In Kakuma and Kalobeyei alone, a 2018 IFC study valued the refugee market at over USD 56 million annually. Yet most refugee-led businesses remain locked out of formal financial systems due to restrictive policies, lack of credit history, or perceived risk. Over 70% of small enterprises in Uganda’s settlements lack access to working capital, stalling their potential.

Take Lucy, a refugee entrepreneur in Kakuma. Once dependent on aid, she now runs a thriving tailoring business, employing fellow refugees and serving local host community customers. Vocational training, market linkages, and small capital helped her transform from an aid recipient to an economic driver. Lucy’s story shows the power of unlocking local talent and initiative when systems align.

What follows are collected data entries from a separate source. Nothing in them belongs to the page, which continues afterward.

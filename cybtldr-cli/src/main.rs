//! cybtldr CLI - Command-line tool for the Cypress/Infineon bootloader.
//!
//! ## Features
//!
//! - Program, erase and verify `.cyacd` / `.cyacd2` images
//! - Offline image inspection
//! - Interactive serial port selection
//! - Shell completion generation
//! - Environment variable and config file support

use anyhow::Result;
use clap::{Parser, Subcommand};
use clap_complete::Shell;
use console::style;
use cybtldr::{AbortHandle, Action};
use env_logger::Env;
use log::debug;
use std::env;
use std::path::PathBuf;
use std::process::ExitCode;
use std::sync::atomic::{AtomicBool, Ordering};

mod commands;
mod config;
mod serial;

use commands::bootload::cmd_bootload;
use commands::completions::{cmd_completions, cmd_completions_install};
use commands::info::{cmd_info, cmd_list_ports};
use config::Config;
use serial::{SerialOptions, ask_remember_port, select_serial_port};

/// Whether stderr is a terminal (set once at startup).
static STDERR_IS_TTY: AtomicBool = AtomicBool::new(true);

/// Set by the Ctrl+C handler.
static INTERRUPTED: AtomicBool = AtomicBool::new(false);

/// Check if emoji/animations should be used (TTY and colors enabled).
pub(crate) fn use_fancy_output() -> bool {
    STDERR_IS_TTY.load(Ordering::Relaxed) && console::colors_enabled_stderr()
}

/// Check if Ctrl+C was pressed.
pub(crate) fn was_interrupted() -> bool {
    INTERRUPTED.load(Ordering::SeqCst)
}

/// Failures that map to a dedicated exit code.
#[derive(Debug, thiserror::Error)]
pub(crate) enum CliError {
    /// Invalid invocation or setup; exit code 2.
    #[error("{0}")]
    Usage(String),
    /// Cancelled by the user; exit code 130.
    #[error("{0}")]
    Cancelled(String),
}

impl CliError {
    fn exit_code(&self) -> u8 {
        match self {
            Self::Usage(_) => 2,
            Self::Cancelled(_) => 130,
        }
    }
}

/// Exit code for an error that ended the program.
fn exit_code_for(err: &anyhow::Error) -> u8 {
    err.chain()
        .find_map(|cause| cause.downcast_ref::<CliError>())
        .map_or(1, CliError::exit_code)
}

/// cybtldr - Host tool for the Cypress/Infineon packet bootloader.
///
/// Environment variables:
///   CYBTLDR_PORT              - Default serial port
///   CYBTLDR_BAUD              - Default baud rate (default: 115200)
///   CYBTLDR_KEY               - Security key (12 hex digits)
///   CYBTLDR_NON_INTERACTIVE   - Non-interactive mode (disable prompts)
#[derive(Parser)]
#[command(name = "cybtldr")]
#[command(author, version, about, long_about = None)]
#[command(propagate_version = true)]
#[allow(clippy::struct_excessive_bools)]
pub(crate) struct Cli {
    /// Serial port to use (auto-detected if not specified).
    #[arg(short, long, global = true, env = "CYBTLDR_PORT")]
    pub(crate) port: Option<String>,

    /// Baud rate.
    #[arg(short, long, global = true, env = "CYBTLDR_BAUD")]
    pub(crate) baud: Option<u32>,

    /// Bootloader security key (12 hex digits).
    #[arg(short, long, global = true, env = "CYBTLDR_KEY", hide_env_values = true)]
    pub(crate) key: Option<String>,

    /// Largest packet sent to the device at once.
    #[arg(long, global = true, value_name = "BYTES")]
    pub(crate) max_transfer: Option<usize>,

    /// Read polls per command before giving up.
    #[arg(long, global = true, value_name = "N")]
    pub(crate) max_polls: Option<u32>,

    /// Wall-clock limit for each command response.
    #[arg(long, global = true, value_name = "MS")]
    pub(crate) deadline_ms: Option<u64>,

    /// Verbose output level (-v, -vv for increasing detail).
    #[arg(short, long, global = true, action = clap::ArgAction::Count)]
    pub(crate) verbose: u8,

    /// Quiet mode (suppress non-essential output).
    #[arg(short, long, global = true)]
    pub(crate) quiet: bool,

    /// Non-interactive mode (fail instead of prompting).
    #[arg(long, global = true, env = "CYBTLDR_NON_INTERACTIVE")]
    pub(crate) non_interactive: bool,

    /// Confirm port selection even for auto-detected ports.
    #[arg(long, global = true)]
    pub(crate) confirm_port: bool,

    /// Offer all available ports (including unknown types).
    #[arg(long, global = true)]
    pub(crate) list_all_ports: bool,

    /// Path to a configuration file.
    #[arg(long = "config", global = true, value_name = "PATH")]
    pub(crate) config_path: Option<PathBuf>,

    #[command(subcommand)]
    pub(crate) command: Commands,
}

/// Available commands.
#[derive(Subcommand)]
pub(crate) enum Commands {
    /// Program an image and verify it.
    Program {
        /// Path to the .cyacd or .cyacd2 image.
        firmware: PathBuf,

        /// Application slot (1 or 2) on dual-application bootloaders.
        #[arg(long)]
        app_id: Option<u8>,
    },

    /// Erase every row of an image.
    Erase {
        /// Path to the .cyacd or .cyacd2 image.
        firmware: PathBuf,

        /// Application slot (1 or 2) on dual-application bootloaders.
        #[arg(long)]
        app_id: Option<u8>,
    },

    /// Compare an image with the device.
    Verify {
        /// Path to the .cyacd or .cyacd2 image.
        firmware: PathBuf,

        /// Application slot (1 or 2) on dual-application bootloaders.
        #[arg(long)]
        app_id: Option<u8>,
    },

    /// Show information about an image.
    Info {
        /// Path to the .cyacd or .cyacd2 image.
        firmware: PathBuf,

        /// Output information as JSON to stdout.
        #[arg(long)]
        json: bool,
    },

    /// List available serial ports.
    ListPorts {
        /// Output port list as JSON to stdout.
        #[arg(long)]
        json: bool,
    },

    /// Generate shell completion scripts.
    Completions {
        /// Shell type for completions (auto-detected if not specified with --install).
        #[arg(value_enum)]
        shell: Option<Shell>,

        /// Automatically install completions to your shell configuration.
        #[arg(long)]
        install: bool,
    },
}

fn init_logging(cli: &Cli) {
    let log_level = if cli.quiet {
        "warn"
    } else {
        match cli.verbose {
            0 => "info",
            1 => "debug",
            _ => "trace",
        }
    };
    env_logger::Builder::from_env(Env::default().default_filter_or(log_level))
        .format_target(cli.verbose >= 2)
        .format_timestamp(if cli.verbose >= 2 {
            Some(env_logger::TimestampPrecision::Millis)
        } else {
            None
        })
        .init();
}

fn main() -> ExitCode {
    let stderr_is_tty = console::Term::stderr().is_term();
    STDERR_IS_TTY.store(stderr_is_tty, Ordering::Relaxed);

    if env::var_os("NO_COLOR").is_some() || !stderr_is_tty {
        console::set_colors_enabled(false);
        console::set_colors_enabled_stderr(false);
    }

    let cli = Cli::parse();
    init_logging(&cli);
    debug!(
        "cybtldr v{} (verbose level: {})",
        env!("CARGO_PKG_VERSION"),
        cli.verbose
    );

    let abort = AbortHandle::default();
    let handler_abort = abort.clone();
    if let Err(e) = ctrlc::set_handler(move || {
        INTERRUPTED.store(true, Ordering::SeqCst);
        handler_abort.abort();
    }) {
        debug!("Could not install Ctrl+C handler: {e}");
    }

    match run(&cli, &abort) {
        Ok(()) => ExitCode::SUCCESS,
        Err(err) => {
            eprintln!("{} {err:#}", style("Error:").red().bold());
            ExitCode::from(exit_code_for(&err))
        },
    }
}

fn run(cli: &Cli, abort: &AbortHandle) -> Result<()> {
    let mut config = if let Some(ref path) = cli.config_path {
        Config::load_from_path(path)
    } else {
        Config::load()
    };

    match &cli.command {
        Commands::Program { firmware, app_id } => {
            cmd_bootload(cli, &mut config, Action::Program, firmware, *app_id, abort)
        },
        Commands::Erase { firmware, app_id } => {
            cmd_bootload(cli, &mut config, Action::Erase, firmware, *app_id, abort)
        },
        Commands::Verify { firmware, app_id } => {
            cmd_bootload(cli, &mut config, Action::Verify, firmware, *app_id, abort)
        },
        Commands::Info { firmware, json } => cmd_info(firmware, *json),
        Commands::ListPorts { json } => cmd_list_ports(*json),
        Commands::Completions { shell, install } => {
            if *install {
                cmd_completions_install(*shell)
            } else {
                let shell = shell.ok_or_else(|| {
                    CliError::Usage(
                        "specify a shell type, e.g. `cybtldr completions bash`, \
                         or use `cybtldr completions --install`"
                            .to_string(),
                    )
                })?;
                cmd_completions(shell);
                Ok(())
            }
        },
    }
}

/// Get serial port from CLI args, configuration or interactive selection.
pub(crate) fn get_port(cli: &Cli, config: &mut Config) -> Result<String> {
    let options = SerialOptions {
        port: cli.port.clone(),
        list_all_ports: cli.list_all_ports,
        non_interactive: cli.non_interactive,
        confirm_port: cli.confirm_port,
    };

    let selected = select_serial_port(&options, config)?;

    if !selected.is_known && !cli.non_interactive && cli.port.is_none() {
        ask_remember_port(&selected.port, config)?;
    }

    Ok(selected.port.name)
}

#[cfg(test)]
mod cli_tests {
    use super::*;
    use clap::CommandFactory;

    #[test]
    fn test_cli_command_is_valid() {
        Cli::command().debug_assert();
    }

    #[test]
    fn test_cli_parse_program() {
        let cli = Cli::try_parse_from([
            "cybtldr",
            "--port",
            "/dev/ttyACM0",
            "--baud",
            "57600",
            "--key",
            "0A0B0C0D0E0F",
            "program",
            "app.cyacd",
            "--app-id",
            "2",
        ])
        .unwrap();

        assert_eq!(cli.port.as_deref(), Some("/dev/ttyACM0"));
        assert_eq!(cli.baud, Some(57_600));
        assert_eq!(cli.key.as_deref(), Some("0A0B0C0D0E0F"));
        match cli.command {
            Commands::Program { firmware, app_id } => {
                assert_eq!(firmware, PathBuf::from("app.cyacd"));
                assert_eq!(app_id, Some(2));
            },
            _ => panic!("Expected Program command"),
        }
    }

    #[test]
    fn test_cli_parse_transfer_options() {
        let cli = Cli::try_parse_from([
            "cybtldr",
            "verify",
            "app.cyacd2",
            "--max-transfer",
            "57",
            "--max-polls",
            "500",
            "--deadline-ms",
            "2000",
        ])
        .unwrap();

        assert_eq!(cli.max_transfer, Some(57));
        assert_eq!(cli.max_polls, Some(500));
        assert_eq!(cli.deadline_ms, Some(2_000));
        assert!(matches!(cli.command, Commands::Verify { app_id: None, .. }));
    }

    #[test]
    fn test_cli_parse_erase_and_info() {
        let cli = Cli::try_parse_from(["cybtldr", "-q", "erase", "app.cyacd"]).unwrap();
        assert!(cli.quiet);
        assert!(matches!(cli.command, Commands::Erase { .. }));

        let cli = Cli::try_parse_from(["cybtldr", "info", "app.cyacd", "--json"]).unwrap();
        assert!(matches!(cli.command, Commands::Info { json: true, .. }));
    }

    #[test]
    fn test_cli_program_requires_file() {
        assert!(Cli::try_parse_from(["cybtldr", "program"]).is_err());
    }

    #[test]
    fn test_cli_verbose_count() {
        let cli = Cli::try_parse_from(["cybtldr", "-vv", "list-ports"]).unwrap();
        assert_eq!(cli.verbose, 2);
    }

    #[test]
    fn test_cli_parse_completions() {
        let cli = Cli::try_parse_from(["cybtldr", "completions", "zsh"]).unwrap();
        assert!(matches!(
            cli.command,
            Commands::Completions {
                shell: Some(Shell::Zsh),
                install: false
            }
        ));
    }

    #[test]
    fn test_exit_code_mapping() {
        let usage: anyhow::Error = CliError::Usage("bad".to_string()).into();
        assert_eq!(exit_code_for(&usage), 2);

        let cancelled: anyhow::Error = CliError::Cancelled("stop".to_string()).into();
        assert_eq!(exit_code_for(&cancelled.context("while programming")), 130);

        let other = anyhow::anyhow!("device failed");
        assert_eq!(exit_code_for(&other), 1);
    }
}
use crate::core::error::{Error, Result};
use axum::{
    extract::{FromRequestParts, OptionalFromRequestParts},
    http::request::Parts,
};
use std::convert::Infallible;
use uuid::Uuid;

/// Identity resolved from a verified bearer token.
#[derive(Clone, Debug)]
pub struct Ctx {
    user_id: Uuid,
    username: String,
}

impl Ctx {
    pub fn new(user_id: Uuid, username: String) -> Self {
        Self { user_id, username }
    }

    pub fn user_id(&self) -> Uuid {
        self.user_id
    }

    pub fn username(&self) -> &str {
        &self.username
    }
}

impl<S> FromRequestParts<S> for Ctx
where
    S: Send + Sync,
{
    type Rejection = Error;

    async fn from_request_parts(parts: &mut Parts, _state: &S) -> Result<Self> {
        parts
            .extensions
            .get::<Ctx>()
            .cloned()
            .ok_or(Error::AuthFailNoToken)
    }
}

// Anonymous requests are allowed through; handlers decide whether identity is needed.
impl<S> OptionalFromRequestParts<S> for Ctx
where
    S: Send + Sync,
{
    type Rejection = Infallible;

    async fn from_request_parts(
        parts: &mut Parts,
        _state: &S,
    ) -> std::result::Result<Option<Self>, Self::Rejection> {
        Ok(parts.extensions.get::<Ctx>().cloned())
    }
}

Yet market opportunities don’t exist in a vacuum. Fragile governance, security threats, and shifting refugee policies shape both risks and rewards.

In Kenya, new laws like the Refugees Act of 2021 and regional commitments under the Nairobi Declaration create openings for the private sector to play a bigger role. But cross-border conflict, especially in places like the DRC or South Sudan, complicates expansion.

Meanwhile, big geopolitical shifts - from EU migration deals to Gulf investments in African infrastructure- are reshaping the landscape and influencing who gets access.

Kenyan businesses, sitting at the heart of East Africa’s economic engine, have a unique chance to shape and lead in this space.

But bold business in fragile settings comes with real ethical stakes. Without safeguards, market engagement risks reinforcing inequalities or enriching elites. Who ensures companies deliver fair outcomes? What governance models - local cooperatives, blended boards, community accountability mechanisms- make sure displaced people have a meaningful voice and share in the value created?

INGOs and donors must shift from charity to catalytic roles, de-risking private investment and brokering partnerships that include fairness and accountability.

We’ve already seen glimpses of success. In Nakivale, local agribusiness partnerships are boosting incomes. In Turkana, waste entrepreneurs are converting organic waste into biofuel. In DRC and Mozambique, vocational centers link youth to formal jobs. And in Uganda, the recently concluded Uthabiti project deliberately engaged refugees and host communities to co-create value chains, ensuring benefits were shared and tensions reduced.

Here’s the challenge for Kenyan businesses: Will they lead? Kenya currently hosts over 650,000 refugees and asylum seekers - one of Africa’s largest displaced populations- alongside an economy growing at over 5% annually. Kenya has long positioned itself as East Africa’s innovation hub, from fintech to agribusiness.

Refugee and host community markets offer the next frontier for bold, scalable growth. If local firms seize the moment, they can expand customer reach, test new solutions, and strengthen their national and regional influence, while helping build a more inclusive economy.

What’s needed now is not token CSR but forward-looking alliances - platforms, networks, and partnerships that bring government, private sector, and civil society together to drive real, sustained system change. It’s courage, creativity, and commitment - across all sectors - to build a shared prosperity in places too long overlooked. The question is no longer whether Kenya’s private sector can lead; it’s whether it will.

-Ms Nyawira is a communications practitioner working on inclusive economic development and private sector engagement across East and Central Africa.

Barbara Nyawira, a communications practitioner.